[Stored items]
▶

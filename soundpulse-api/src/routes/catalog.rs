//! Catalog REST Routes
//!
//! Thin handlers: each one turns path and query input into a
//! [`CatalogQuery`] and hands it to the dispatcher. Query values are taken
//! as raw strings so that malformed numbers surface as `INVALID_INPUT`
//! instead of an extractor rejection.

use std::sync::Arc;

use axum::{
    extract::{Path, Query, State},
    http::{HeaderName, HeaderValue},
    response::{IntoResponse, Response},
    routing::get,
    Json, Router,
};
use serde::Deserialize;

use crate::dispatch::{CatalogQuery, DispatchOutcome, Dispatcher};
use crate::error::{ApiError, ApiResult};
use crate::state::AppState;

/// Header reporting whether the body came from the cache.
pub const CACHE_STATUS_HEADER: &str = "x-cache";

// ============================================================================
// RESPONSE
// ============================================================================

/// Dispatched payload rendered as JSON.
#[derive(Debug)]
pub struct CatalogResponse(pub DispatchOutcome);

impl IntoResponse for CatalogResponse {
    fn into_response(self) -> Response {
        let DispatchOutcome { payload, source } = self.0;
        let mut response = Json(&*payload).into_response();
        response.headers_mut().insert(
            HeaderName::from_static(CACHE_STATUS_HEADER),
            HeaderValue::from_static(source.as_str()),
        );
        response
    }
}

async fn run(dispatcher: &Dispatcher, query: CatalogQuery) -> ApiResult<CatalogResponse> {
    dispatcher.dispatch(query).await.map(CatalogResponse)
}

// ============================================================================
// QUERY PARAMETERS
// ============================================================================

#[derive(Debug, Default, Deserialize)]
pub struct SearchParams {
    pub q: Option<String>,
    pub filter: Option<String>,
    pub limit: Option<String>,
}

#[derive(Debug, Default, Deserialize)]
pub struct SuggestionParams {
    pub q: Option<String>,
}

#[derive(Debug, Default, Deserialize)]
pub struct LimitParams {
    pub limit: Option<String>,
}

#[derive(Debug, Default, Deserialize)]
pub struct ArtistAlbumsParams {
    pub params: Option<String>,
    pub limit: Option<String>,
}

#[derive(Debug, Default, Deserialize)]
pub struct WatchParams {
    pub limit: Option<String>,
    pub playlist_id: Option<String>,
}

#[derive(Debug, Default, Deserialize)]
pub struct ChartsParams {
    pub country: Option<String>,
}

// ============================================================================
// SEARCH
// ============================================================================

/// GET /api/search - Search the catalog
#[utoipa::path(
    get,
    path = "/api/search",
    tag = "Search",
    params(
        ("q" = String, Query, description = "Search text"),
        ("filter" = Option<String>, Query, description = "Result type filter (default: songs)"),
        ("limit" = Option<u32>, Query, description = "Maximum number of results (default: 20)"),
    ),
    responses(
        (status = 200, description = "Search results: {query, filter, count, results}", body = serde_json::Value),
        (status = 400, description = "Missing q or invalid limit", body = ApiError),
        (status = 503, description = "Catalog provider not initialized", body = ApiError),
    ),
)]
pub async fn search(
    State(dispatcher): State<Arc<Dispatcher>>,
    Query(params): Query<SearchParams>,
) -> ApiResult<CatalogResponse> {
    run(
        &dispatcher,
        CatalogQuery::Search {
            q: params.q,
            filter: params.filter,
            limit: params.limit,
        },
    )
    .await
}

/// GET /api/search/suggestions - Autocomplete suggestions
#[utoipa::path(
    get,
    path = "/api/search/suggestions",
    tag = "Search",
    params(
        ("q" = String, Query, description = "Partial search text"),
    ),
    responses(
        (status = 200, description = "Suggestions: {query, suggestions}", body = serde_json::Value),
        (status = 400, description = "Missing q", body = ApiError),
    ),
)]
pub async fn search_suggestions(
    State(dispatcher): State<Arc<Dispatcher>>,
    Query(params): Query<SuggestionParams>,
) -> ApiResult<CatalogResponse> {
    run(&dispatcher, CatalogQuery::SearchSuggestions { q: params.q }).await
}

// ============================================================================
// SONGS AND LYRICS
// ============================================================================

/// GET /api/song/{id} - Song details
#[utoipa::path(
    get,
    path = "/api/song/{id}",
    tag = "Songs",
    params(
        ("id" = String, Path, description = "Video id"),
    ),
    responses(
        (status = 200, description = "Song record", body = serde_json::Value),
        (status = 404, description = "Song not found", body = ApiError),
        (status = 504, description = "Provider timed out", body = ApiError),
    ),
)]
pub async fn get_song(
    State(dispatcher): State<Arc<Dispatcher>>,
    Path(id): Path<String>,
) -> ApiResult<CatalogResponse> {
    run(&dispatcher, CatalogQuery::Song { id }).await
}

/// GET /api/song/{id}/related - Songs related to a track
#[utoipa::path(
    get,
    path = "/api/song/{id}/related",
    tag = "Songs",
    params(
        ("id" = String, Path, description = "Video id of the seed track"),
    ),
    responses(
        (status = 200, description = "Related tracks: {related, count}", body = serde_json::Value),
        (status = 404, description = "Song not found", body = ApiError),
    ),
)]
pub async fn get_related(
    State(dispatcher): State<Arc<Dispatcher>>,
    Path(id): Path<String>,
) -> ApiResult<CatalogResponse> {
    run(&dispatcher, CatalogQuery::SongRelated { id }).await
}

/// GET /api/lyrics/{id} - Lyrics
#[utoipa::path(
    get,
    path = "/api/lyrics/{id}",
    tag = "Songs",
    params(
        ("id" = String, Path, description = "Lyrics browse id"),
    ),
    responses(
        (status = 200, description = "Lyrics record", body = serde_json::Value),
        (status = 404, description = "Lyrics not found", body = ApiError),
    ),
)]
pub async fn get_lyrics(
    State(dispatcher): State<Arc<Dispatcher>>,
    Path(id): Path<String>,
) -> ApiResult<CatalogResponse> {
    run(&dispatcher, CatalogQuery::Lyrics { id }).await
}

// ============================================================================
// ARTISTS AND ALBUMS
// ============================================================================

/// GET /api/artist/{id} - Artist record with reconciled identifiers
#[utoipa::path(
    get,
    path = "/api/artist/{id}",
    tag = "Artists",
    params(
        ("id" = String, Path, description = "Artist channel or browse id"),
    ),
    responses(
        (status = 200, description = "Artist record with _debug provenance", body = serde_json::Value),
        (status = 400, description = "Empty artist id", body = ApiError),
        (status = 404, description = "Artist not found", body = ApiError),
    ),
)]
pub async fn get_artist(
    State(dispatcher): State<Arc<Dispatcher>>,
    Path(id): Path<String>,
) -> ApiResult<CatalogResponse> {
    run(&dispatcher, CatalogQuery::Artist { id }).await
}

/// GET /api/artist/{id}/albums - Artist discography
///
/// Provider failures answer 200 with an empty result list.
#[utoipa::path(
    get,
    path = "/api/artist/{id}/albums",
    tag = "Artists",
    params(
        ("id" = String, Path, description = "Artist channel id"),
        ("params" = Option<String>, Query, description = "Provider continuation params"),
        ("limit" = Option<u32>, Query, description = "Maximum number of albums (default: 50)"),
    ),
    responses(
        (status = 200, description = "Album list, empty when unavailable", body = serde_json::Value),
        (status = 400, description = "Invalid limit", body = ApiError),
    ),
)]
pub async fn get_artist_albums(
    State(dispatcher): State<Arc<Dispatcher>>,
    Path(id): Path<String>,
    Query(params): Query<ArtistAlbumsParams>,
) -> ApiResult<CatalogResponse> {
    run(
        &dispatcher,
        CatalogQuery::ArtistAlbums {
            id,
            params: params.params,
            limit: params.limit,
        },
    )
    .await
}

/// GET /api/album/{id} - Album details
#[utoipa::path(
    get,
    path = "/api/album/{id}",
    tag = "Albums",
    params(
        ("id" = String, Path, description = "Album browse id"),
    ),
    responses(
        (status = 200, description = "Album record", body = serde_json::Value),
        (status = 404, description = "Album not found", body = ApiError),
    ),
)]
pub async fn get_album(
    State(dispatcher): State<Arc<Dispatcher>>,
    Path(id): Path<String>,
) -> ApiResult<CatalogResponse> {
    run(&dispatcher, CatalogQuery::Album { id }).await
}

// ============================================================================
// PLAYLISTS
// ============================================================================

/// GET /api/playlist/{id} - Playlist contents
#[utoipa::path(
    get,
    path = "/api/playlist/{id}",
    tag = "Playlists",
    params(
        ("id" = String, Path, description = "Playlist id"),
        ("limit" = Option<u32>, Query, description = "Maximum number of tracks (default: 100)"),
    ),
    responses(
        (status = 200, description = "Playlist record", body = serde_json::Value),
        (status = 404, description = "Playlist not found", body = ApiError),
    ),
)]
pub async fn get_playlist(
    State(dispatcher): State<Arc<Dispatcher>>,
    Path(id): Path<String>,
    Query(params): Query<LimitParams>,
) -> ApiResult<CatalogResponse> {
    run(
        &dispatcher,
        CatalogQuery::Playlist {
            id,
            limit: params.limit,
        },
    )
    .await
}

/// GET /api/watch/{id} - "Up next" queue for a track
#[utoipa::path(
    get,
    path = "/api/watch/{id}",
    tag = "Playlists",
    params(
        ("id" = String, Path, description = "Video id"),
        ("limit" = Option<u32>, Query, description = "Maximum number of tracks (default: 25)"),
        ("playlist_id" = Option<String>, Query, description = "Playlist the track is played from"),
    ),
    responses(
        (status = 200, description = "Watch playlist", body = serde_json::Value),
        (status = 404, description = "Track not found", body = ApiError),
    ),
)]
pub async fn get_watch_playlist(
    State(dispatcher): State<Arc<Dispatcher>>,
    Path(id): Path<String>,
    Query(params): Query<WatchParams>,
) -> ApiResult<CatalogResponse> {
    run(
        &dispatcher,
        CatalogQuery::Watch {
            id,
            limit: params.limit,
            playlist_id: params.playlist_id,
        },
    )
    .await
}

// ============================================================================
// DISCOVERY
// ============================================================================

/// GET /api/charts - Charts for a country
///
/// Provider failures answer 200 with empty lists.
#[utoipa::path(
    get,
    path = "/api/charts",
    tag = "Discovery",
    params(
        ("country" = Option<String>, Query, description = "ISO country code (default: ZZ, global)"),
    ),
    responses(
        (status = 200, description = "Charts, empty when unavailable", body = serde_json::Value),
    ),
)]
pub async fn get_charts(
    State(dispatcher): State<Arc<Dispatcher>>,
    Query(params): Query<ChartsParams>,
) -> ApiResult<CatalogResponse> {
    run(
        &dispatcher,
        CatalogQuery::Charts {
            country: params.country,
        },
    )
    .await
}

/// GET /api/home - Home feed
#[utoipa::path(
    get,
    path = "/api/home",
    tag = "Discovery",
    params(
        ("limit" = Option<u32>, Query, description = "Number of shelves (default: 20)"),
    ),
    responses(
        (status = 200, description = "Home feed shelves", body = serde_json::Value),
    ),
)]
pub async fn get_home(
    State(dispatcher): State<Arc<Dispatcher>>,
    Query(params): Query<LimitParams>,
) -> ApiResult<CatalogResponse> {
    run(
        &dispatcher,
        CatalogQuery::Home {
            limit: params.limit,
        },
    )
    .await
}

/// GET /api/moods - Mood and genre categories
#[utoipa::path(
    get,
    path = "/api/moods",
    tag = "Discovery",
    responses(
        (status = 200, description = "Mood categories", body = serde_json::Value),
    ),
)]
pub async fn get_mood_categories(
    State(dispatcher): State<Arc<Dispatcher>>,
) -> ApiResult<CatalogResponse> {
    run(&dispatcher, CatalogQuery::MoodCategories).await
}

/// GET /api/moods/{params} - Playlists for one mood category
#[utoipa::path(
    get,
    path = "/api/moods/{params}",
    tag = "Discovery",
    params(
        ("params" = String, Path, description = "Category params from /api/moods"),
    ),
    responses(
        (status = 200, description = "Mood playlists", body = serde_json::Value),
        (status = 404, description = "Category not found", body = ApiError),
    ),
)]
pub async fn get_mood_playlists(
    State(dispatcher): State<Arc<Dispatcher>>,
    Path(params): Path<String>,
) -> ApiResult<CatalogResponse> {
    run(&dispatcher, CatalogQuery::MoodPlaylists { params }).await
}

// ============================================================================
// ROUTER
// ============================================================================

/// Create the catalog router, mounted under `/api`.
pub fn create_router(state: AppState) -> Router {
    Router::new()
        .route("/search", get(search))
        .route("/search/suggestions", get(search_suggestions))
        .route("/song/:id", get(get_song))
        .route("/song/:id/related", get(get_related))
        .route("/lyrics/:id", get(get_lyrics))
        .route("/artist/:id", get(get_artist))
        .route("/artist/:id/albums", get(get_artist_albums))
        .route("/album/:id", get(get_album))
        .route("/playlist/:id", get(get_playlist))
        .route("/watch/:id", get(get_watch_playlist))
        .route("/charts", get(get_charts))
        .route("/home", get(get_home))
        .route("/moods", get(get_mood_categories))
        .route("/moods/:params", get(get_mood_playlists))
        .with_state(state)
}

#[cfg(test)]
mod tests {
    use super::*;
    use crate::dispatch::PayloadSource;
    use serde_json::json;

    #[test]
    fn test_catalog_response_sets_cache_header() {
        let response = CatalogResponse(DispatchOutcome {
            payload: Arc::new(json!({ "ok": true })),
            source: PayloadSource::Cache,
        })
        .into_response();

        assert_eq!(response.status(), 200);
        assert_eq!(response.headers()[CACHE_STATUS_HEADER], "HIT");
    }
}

◀
▶

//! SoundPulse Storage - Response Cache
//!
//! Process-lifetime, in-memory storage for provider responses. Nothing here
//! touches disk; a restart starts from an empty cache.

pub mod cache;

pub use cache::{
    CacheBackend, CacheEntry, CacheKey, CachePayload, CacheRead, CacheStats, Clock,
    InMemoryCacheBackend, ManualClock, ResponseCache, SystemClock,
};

◀
▶

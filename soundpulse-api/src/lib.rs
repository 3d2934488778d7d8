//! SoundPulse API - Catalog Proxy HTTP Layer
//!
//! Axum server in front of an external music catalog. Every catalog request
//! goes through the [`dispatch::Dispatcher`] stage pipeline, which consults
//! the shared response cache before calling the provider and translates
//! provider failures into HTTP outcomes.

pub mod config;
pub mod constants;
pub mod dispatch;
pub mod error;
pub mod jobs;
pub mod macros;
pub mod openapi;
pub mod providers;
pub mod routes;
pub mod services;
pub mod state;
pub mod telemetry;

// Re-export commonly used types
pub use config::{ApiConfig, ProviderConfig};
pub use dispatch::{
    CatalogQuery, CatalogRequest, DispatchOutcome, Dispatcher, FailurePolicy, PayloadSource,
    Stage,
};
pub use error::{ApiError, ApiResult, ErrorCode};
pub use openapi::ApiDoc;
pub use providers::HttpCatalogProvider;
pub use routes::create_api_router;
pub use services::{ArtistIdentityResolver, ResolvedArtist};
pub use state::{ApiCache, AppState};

◀

[WHAT YOU HAVE TO DO]
In the data above, which lines lie between the line with "filename soundpulse-api/src/routes/catalog.rs" and the line with "#[derive(Debug)]", inclusive? Print those lines exactly and nothing else.

[OUTPUT OF THE TASK]
filename soundpulse-api/src/routes/catalog.rs
//! Catalog REST Routes
//!
//! Thin handlers: each one turns path and query input into a
//! [`CatalogQuery`] and hands it to the dispatcher. Query values are taken
//! as raw strings so that malformed numbers surface as `INVALID_INPUT`
//! instead of an extractor rejection.

use std::sync::Arc;

use axum::{
    extract::{Path, Query, State},
    http::{HeaderName, HeaderValue},
    response::{IntoResponse, Response},
    routing::get,
    Json, Router,
};
use serde::Deserialize;

use crate::dispatch::{CatalogQuery, DispatchOutcome, Dispatcher};
use crate::error::{ApiError, ApiResult};
use crate::state::AppState;

/// Header reporting whether the body came from the cache.
pub const CACHE_STATUS_HEADER: &str = "x-cache";

// ============================================================================
// RESPONSE
// ============================================================================

/// Dispatched payload rendered as JSON.
#[derive(Debug)]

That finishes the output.